An over-the-top comedy in the tradition of AIRPLANE, or IT'S A MAD, MAD, MAD, MAD WORLD: I'd like to see a piece like this too, but the recent loopy ensemble comedies have suffered from a lack of true zanyness. They're nutty, but they stop short of zany. With pieces like this, it's zany or bust.

A true space adventure movie: You know, one with an access character, a plot and a causal through-line that drives the movie forward? To this let me add that special effects seem to have been the downfall of such movies. The effects became the star and the compelling story isn't there. Not typical spec material, but a worshipped genre.

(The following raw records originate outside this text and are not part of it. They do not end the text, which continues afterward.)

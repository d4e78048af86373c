use std::path::Path;
use std::time::Duration;

use serde::Deserialize;

use crate::error::AppError;
use crate::grading::retry::RetryPolicy;
use crate::structs::types::SqlFile;

pub const DEFAULT_CONFIG_FILE: &str = "config.toml";

#[derive(Debug, Clone, Default, Deserialize)]
#[serde(default)]
pub struct Config {
    pub server: ServerConfig,
    pub database: DatabaseConfig,
    pub model: ModelConfig,
}

#[derive(Debug, Clone, Deserialize)]
#[serde(default)]
pub struct ServerConfig {
    pub bind: String,
    /// 上传文件大小上限
    pub max_upload_bytes: usize,
    pub session_ttl_secs: u64,
}

impl Default for ServerConfig {
    fn default() -> Self {
        Self {
            bind: "127.0.0.1:8080".to_string(),
            max_upload_bytes: 16 * 1024 * 1024,
            session_ttl_secs: 24 * 60 * 60,
        }
    }
}

#[derive(Debug, Clone, Deserialize)]
#[serde(default)]
pub struct DatabaseConfig {
    pub file: SqlFile,
    pub max_connections: u32,
}

impl Default for DatabaseConfig {
    fn default() -> Self {
        Self {
            file: "gradedesk.db".to_string(),
            max_connections: 5,
        }
    }
}

#[derive(Debug, Clone, Deserialize)]
#[serde(default)]
pub struct ModelConfig {
    pub api_key: String,
    pub base_url: String,
    pub model: String,
    /// 单次调用的超时时间
    pub timeout_secs: u64,
    pub max_attempts: u32,
    pub retry_delay_ms: u64,
}

impl Default for ModelConfig {
    fn default() -> Self {
        Self {
            api_key: String::new(),
            base_url: "https://generativelanguage.googleapis.com/v1beta".to_string(),
            model: "gemini-2.0-flash".to_string(),
            timeout_secs: 30,
            max_attempts: 3,
            retry_delay_ms: 0,
        }
    }
}

impl ModelConfig {
    pub fn retry_policy(&self) -> RetryPolicy {
        RetryPolicy {
            max_attempts: self.max_attempts,
            attempt_timeout: Duration::from_secs(self.timeout_secs),
            retry_delay: Duration::from_millis(self.retry_delay_ms),
        }
    }
}

impl Config {
    /// 读取配置文件，文件不存在时使用默认配置
    pub fn load(path: impl AsRef<Path>) -> Result<Config, AppError> {
        let path = path.as_ref();
        let mut config = if path.exists() {
            let contents = std::fs::read_to_string(path)?;
            Config::parse(&contents)?
        } else {
            log::warn!("配置文件{}不存在，使用默认配置", path.display());
            Config::default()
        };
        // 环境变量中的密钥优先
        if let Ok(key) = std::env::var("GEMINI_API_KEY") {
            if !key.is_empty() {
                config.model.api_key = key;
            }
        }
        Ok(config)
    }

    pub fn parse(contents: &str) -> Result<Config, AppError> {
        toml::from_str(contents).map_err(|e| AppError::Config(e.to_string()))
    }
}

A self-conscious and yet highly romantic comedy in the vein of SLEEPLESS IN SEATTLE: In other words, remake this instant classic except make it totally different.


Now that you have a window into development daydreams, here are some of the nightmares that I (and my consultants) really don't want to see:

The "Young Actors Workshop" a/k/a THE BIG CHILL. TBC may have made stars out of its actors, but for every rehash of the BIG CHILL there's a Big Letdown.

Psychological Dramas starring The Child Molestation / Incest Reveal. I know this sort of abuse is widespread and deeply affecting, but it's a freakin' downer. The Ick Factor on the "No Daddy, don't!!" flashback device is incredibly high.

Anything with Voodoo.

Serial Killers. Lots of people do go for these scripts, I know, but movies and TV imply that every third person on the planet is a wily serial killer. Wouldn't we all be dead if there were that many? Exception: When Kevin Spacey plays the killer.

And finally:

No Kitchen Sinks: Here's an example: "A Voodoo witchdocter suffering from repressed memories of incest meets up with his old circle of friends at a retreat, determined to murder them one-by-one."

I hate to say it, but story editors have been known to frame kitchen sink loglines as a tongue-in-cheek homage to hackitude. Don't let it happen to you.